Tuesday, December 01, 2009

Our World

I had an epiphany a few minutes ago that I just wanted to share with you.

We run shit.

I know that I've talked about our internet culture running the entire world, but it was always in a sort of half-joking, comical sarcasm. While I do believe we are the driving force in the background of modern life, you could argue that we still have not taken the forefront.

You could have argued that.

Then... Then something interesting happened.

I was watching the Victoria's Secret Fashion Show with Susan. You know, sitting there criticizing all of the girls about how silly they looked.

Totally not thinking about licking chocolate syrup off of them.

Totally not.

And then something amazing took place: a commercial came on.

I know. Commercials come on all of the time. This isn't exactly cracking the Da Vinci Code or anything here. You're watching an hour long commercial that is interrupted briefly for other commercials.

Big deal, right?

No, it was what the commercial was about.

The parade of beautiful women wearing entirely uncomfortable looking undergarments was paused ever so briefly for a commercial about...


Yes, bacon.

That's when it struck me. Holy freaking shit, I was right. The internet does run everything.

Tits, ass, and bacon. That's what we do.

Throw in Chuck Norris wearing a Three Wolf Moon shirt with Rick Astley singing in the background and that's the entire internet.

Sure, you could say it was just a coincidence. You could say that it was just a random occurrence.
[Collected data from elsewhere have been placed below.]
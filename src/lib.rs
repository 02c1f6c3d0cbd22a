//! An async LDAPv3 client built on Tokio.
//!
//! [`Client`] opens a connection, reconnects it under a configurable
//! policy, and multiplexes concurrent operations over it from a single
//! background task. Operations live as `Client` methods in [`dispatch`];
//! [`SearchStream`](client::SearchStream) streams a Search's entries as
//! they arrive.
//!
//! ```no_run
//! use ldap_client::{Client, LdapConnSettings};
//!
//! # async fn run() -> ldap_client::error::Result<()> {
//! let client = Client::new("ldap://localhost:389", LdapConnSettings::new());
//! client.simple_bind("cn=admin,dc=example,dc=org", "secret").await?.success()?;
//! client.unbind().await?;
//! # Ok(())
//! # }
//! ```

#[macro_use]
pub extern crate log;

mod actor;
mod client;
mod codec;
mod conn;
pub mod controls;
mod dispatch;
pub mod error;
pub mod exop;
mod filter;
mod message;
mod paged;
mod pending;
mod queue;
mod reconnect;
pub mod result;
mod settings;
mod util;

pub use client::{Client, HookFuture, RestrictedClient, SearchStream, SetupHook};
pub use dispatch::{DerefAliases, Mod, Scope};
pub use error::LdapError;
pub use filter::parse as parse_filter;
pub use message::{Outcome, SearchEntry, SearchItem};
pub use result::{CompareResult, LdapResult, SearchResult};
pub use settings::{LdapConnSettings, QueuePolicy, ReconnectPolicy};
pub use util::{dn_escape, ldap_escape};

pub use actor::ClientEvent;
You could say that a bacon producing company paid an obscene amount of money to get their advertisement played during a popular television event.

But no.

That was us.

That was us telling the rest of the world that we got this. This is our world now.
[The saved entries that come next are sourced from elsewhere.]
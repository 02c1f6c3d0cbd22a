//! A small ASN.1/BER codec restricted to what LDAP (RFC 4511) needs.
//!
//! This crate is not a general-purpose ASN.1 library. It knows about the
//! handful of universal types LDAP messages are built from (`BOOLEAN`,
//! `INTEGER`/`ENUMERATED`, `OCTET STRING`, `NULL`, `SEQUENCE`/`SET`) plus
//! application- and context-tagged variants of the same shapes, and it
//! decodes both definite- and indefinite-length encodings while only ever
//! emitting definite-length output, per RFC 4511's wire contract.

pub mod common;
pub mod structure;
pub mod structures;
pub mod universal;

pub mod parse;
pub mod write;

pub use common::TagClass;
pub use parse::{parse_tag, parse_uint, DecodeError};
pub use structure::{StructureTag, PL};
pub use structures::{
    ASNTag, Boolean, Enumerated, ExplicitTag, Integer, Null, OctetString, Sequence, Set, Tag,
};
pub use universal::Types;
Sit back and watch your football and your reality TV. Sit back and watch your made for TV movies and your daytime talk shows.
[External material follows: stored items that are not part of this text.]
//! LDAPMessage framing: application tag numbers, the common LDAPResult
//! shape every response PDU starts with, and the Search result types.

use std::collections::HashMap;

use lber::common::TagClass;
use lber::structure::StructureTag;

use crate::controls::Control;
use crate::error::{LdapError, Result};
use crate::result::LdapResult;

/// RFC 4511 §4.2 application tag numbers used in `protocolOp`.
pub mod app {
    pub const BIND_REQUEST: u64 = 0;
    pub const BIND_RESPONSE: u64 = 1;
    pub const UNBIND_REQUEST: u64 = 2;
    pub const SEARCH_REQUEST: u64 = 3;
    pub const SEARCH_RESULT_ENTRY: u64 = 4;
    pub const SEARCH_RESULT_DONE: u64 = 5;
    pub const MODIFY_REQUEST: u64 = 6;
    pub const MODIFY_RESPONSE: u64 = 7;
    pub const ADD_REQUEST: u64 = 8;
    pub const ADD_RESPONSE: u64 = 9;
    pub const DEL_REQUEST: u64 = 10;
    pub const DEL_RESPONSE: u64 = 11;
    pub const MODDN_REQUEST: u64 = 12;
    pub const MODDN_RESPONSE: u64 = 13;
    pub const COMPARE_REQUEST: u64 = 14;
    pub const COMPARE_RESPONSE: u64 = 15;
    pub const ABANDON_REQUEST: u64 = 16;
    pub const SEARCH_RESULT_REFERENCE: u64 = 19;
    pub const EXTENDED_REQUEST: u64 = 23;
    pub const EXTENDED_RESPONSE: u64 = 24;
}

/// A fully framed incoming message: `messageID`, the decoded
/// `protocolOp` body (still opaque), and any response controls.
#[derive(Clone, Debug)]
pub struct LdapMessage {
    pub id: i32,
    pub protocol_op: StructureTag,
    pub controls: Vec<Control>,
}

fn decode_uint(bytes: &[u8]) -> u64 {
    bytes.iter().fold(0u64, |acc, &b| (acc << 8) | b as u64)
}

fn expect_octet_string(tag: StructureTag) -> Result<String> {
    let bytes = tag
        .expect_primitive()
        .ok_or_else(|| LdapError::Protocol("expected an OCTET STRING".to_string()))?;
    String::from_utf8(bytes).map_err(|_| LdapError::Protocol("value is not UTF-8".to_string()))
}

/// Split a response PDU's children into the common `LDAPResult`
/// components (resultCode, matchedDN, errorMessage, optional
/// referrals) and whatever operation-specific fields trail them.
pub fn parse_result_fields(fields: Vec<StructureTag>) -> Result<(LdapResult, Vec<StructureTag>)> {
    let mut fields = fields.into_iter();

    let rc_tag = fields
        .next()
        .ok_or_else(|| LdapError::Protocol("LDAPResult missing resultCode".to_string()))?;
    let rc = decode_uint(
        &rc_tag
            .expect_primitive()
            .ok_or_else(|| LdapError::Protocol("resultCode is not primitive".to_string()))?,
    ) as u32;

    let matched = expect_octet_string(
        fields
            .next()
            .ok_or_else(|| LdapError::Protocol("LDAPResult missing matchedDN".to_string()))?,
    )?;
    let text = expect_octet_string(
        fields
            .next()
            .ok_or_else(|| LdapError::Protocol("LDAPResult missing errorMessage".to_string()))?,
    )?;

    let mut refs = Vec::new();
    let mut rest: Vec<StructureTag> = fields.collect();
    if let Some(first) = rest.first() {
        if first.id == 3 && matches!(first.class, TagClass::Context) {
            let referral = rest.remove(0);
            let uris = referral.expect_constructed().unwrap_or_default();
            let mut set = std::collections::HashSet::new();
            for uri in uris {
                if let Some(bytes) = uri.expect_primitive() {
                    if let Ok(s) = String::from_utf8(bytes) {
                        set.insert(s);
                    }
                }
            }
            refs.push(set);
        }
    }

    Ok((
        LdapResult {
            rc,
            matched,
            text,
            refs,
            ctrls: Vec::new(),
        },
        rest,
    ))
}

/// Parse any response PDU sharing the common LDAPResult shape; fails if
/// the tag isn't constructed.
pub fn parse_ldap_result(tag: StructureTag) -> Result<(LdapResult, Vec<StructureTag>)> {
    let fields = tag
        .expect_constructed()
        .ok_or_else(|| LdapError::Protocol("response PDU is not constructed".to_string()))?;
    parse_result_fields(fields)
}

/// One entry from a Search operation, either a real object (name +
/// attribute/value map) or a continuation reference.
#[derive(Clone, Debug, PartialEq)]
pub enum SearchEntry {
    Object {
        dn: String,
        attrs: HashMap<String, Vec<String>>,
    },
    Reference(Vec<String>),
}

impl SearchEntry {
    pub fn from_tag(tag: StructureTag) -> Result<SearchEntry> {
        match tag.id {
            id if id == app::SEARCH_RESULT_ENTRY => {
                let mut fields = tag
                    .expect_constructed()
                    .ok_or_else(|| LdapError::Protocol("entry is not constructed".to_string()))?;
                if fields.len() != 2 {
                    return Err(LdapError::Protocol(
                        "SearchResultEntry needs exactly 2 fields".to_string(),
                    ));
                }
                let attrs_tag = fields.pop().unwrap();
                let dn_tag = fields.pop().unwrap();
                let dn = expect_octet_string(dn_tag)?;
                let attr_list = attrs_tag.expect_constructed().unwrap_or_default();
                let mut attrs = HashMap::new();
                for partial in attr_list {
                    let mut kv = partial.expect_constructed().ok_or_else(|| {
                        LdapError::Protocol("PartialAttribute is not constructed".to_string())
                    })?;
                    if kv.len() != 2 {
                        return Err(LdapError::Protocol(
                            "PartialAttribute needs exactly 2 fields".to_string(),
                        ));
                    }
                    let values_tag = kv.pop().unwrap();
                    let name_tag = kv.pop().unwrap();
                    let name = expect_octet_string(name_tag)?;
                    let values: Vec<String> = values_tag
                        .expect_constructed()
                        .unwrap_or_default()
                        .into_iter()
                        .filter_map(|v| expect_octet_string(v).ok())
                        .collect();
                    attrs.insert(name, values);
                }
                Ok(SearchEntry::Object { dn, attrs })
            }
            id if id == app::SEARCH_RESULT_REFERENCE => {
                let uris = tag
                    .expect_constructed()
                    .unwrap_or_default()
                    .into_iter()
                    .filter_map(|u| expect_octet_string(u).ok())
                    .collect();
                Ok(SearchEntry::Reference(uris))
            }
            _ => Err(LdapError::Protocol(format!(
                "unexpected tag {} in search result stream",
                tag.id
            ))),
        }
    }
}

/// A streamed item delivered to a search's sink.
#[derive(Clone, Debug)]
pub enum SearchItem {
    Entry(SearchEntry),
    Done(LdapResult),
    Error(String),
}

/// The common `LdapResult` plus whatever operation-specific fields
/// trailed it (only Extended responses carry any: `[10] responseName`,
/// `[11] response`).
#[derive(Clone, Debug)]
pub struct Outcome {
    pub result: LdapResult,
    pub extra: Vec<StructureTag>,
}

#[cfg(test)]
mod test {
    use super::*;
    use lber::structures::{ASNTag, Enumerated, OctetString, Sequence, Tag};

    fn ldap_result_tag(rc: i64) -> StructureTag {
        Tag::Sequence(Sequence {
            inner: vec![
                Tag::Enumerated(Enumerated {
                    inner: rc,
                    ..Default::default()
                }),
                Tag::OctetString(OctetString {
                    inner: b"".to_vec(),
                    ..Default::default()
                }),
                Tag::OctetString(OctetString {
                    inner: b"all good".to_vec(),
                    ..Default::default()
                }),
            ],
            ..Default::default()
        })
        .into_structure()
    }

    #[test]
    fn parses_common_result_fields() {
        let (result, rest) = parse_ldap_result(ldap_result_tag(0)).unwrap();
        assert_eq!(result.rc, 0);
        assert_eq!(result.text, "all good");
        assert!(rest.is_empty());
    }
}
We're the ones controlling that shit.

And when we get around to getting rid of all of that inane garbage, they'll thank us. They'll stand up in their living rooms and give thanks for their new internet overlords for we will usher in a new era of prosperity for humanity.

Except replace "prosperity" with "tits, ass , and bacon".

It's a brave new world.


At 8:39 PM, Blogger S.T.Penn said...

Hmm...quite an unusual post Dave. But in fact, I can see where you're coming from too.

Really makes you think...maybe, just maybe...

At 9:05 PM, Blogger phillip said...

Just one question? In this world of tits, ass, and bacon. Who will be king?

At 7:16 AM, Blogger Katherine said...

The chick dressed in bacon with a great rack and junk in her trunk?

At 10:12 AM, Blogger Mil'bereth said...

"Just one question? In this world of tits, ass, and bacon. Who will be king?"

Rupert Murdoch

At 11:13 AM, Blogger Daniel said...


At 12:58 PM, Blogger mepsipax said...

MMMMM bacon

At 1:24 PM, Blogger Leut said...

You know what would go good with bacon?

Jack Daniels?

How about every-friggin-thing in the wurld.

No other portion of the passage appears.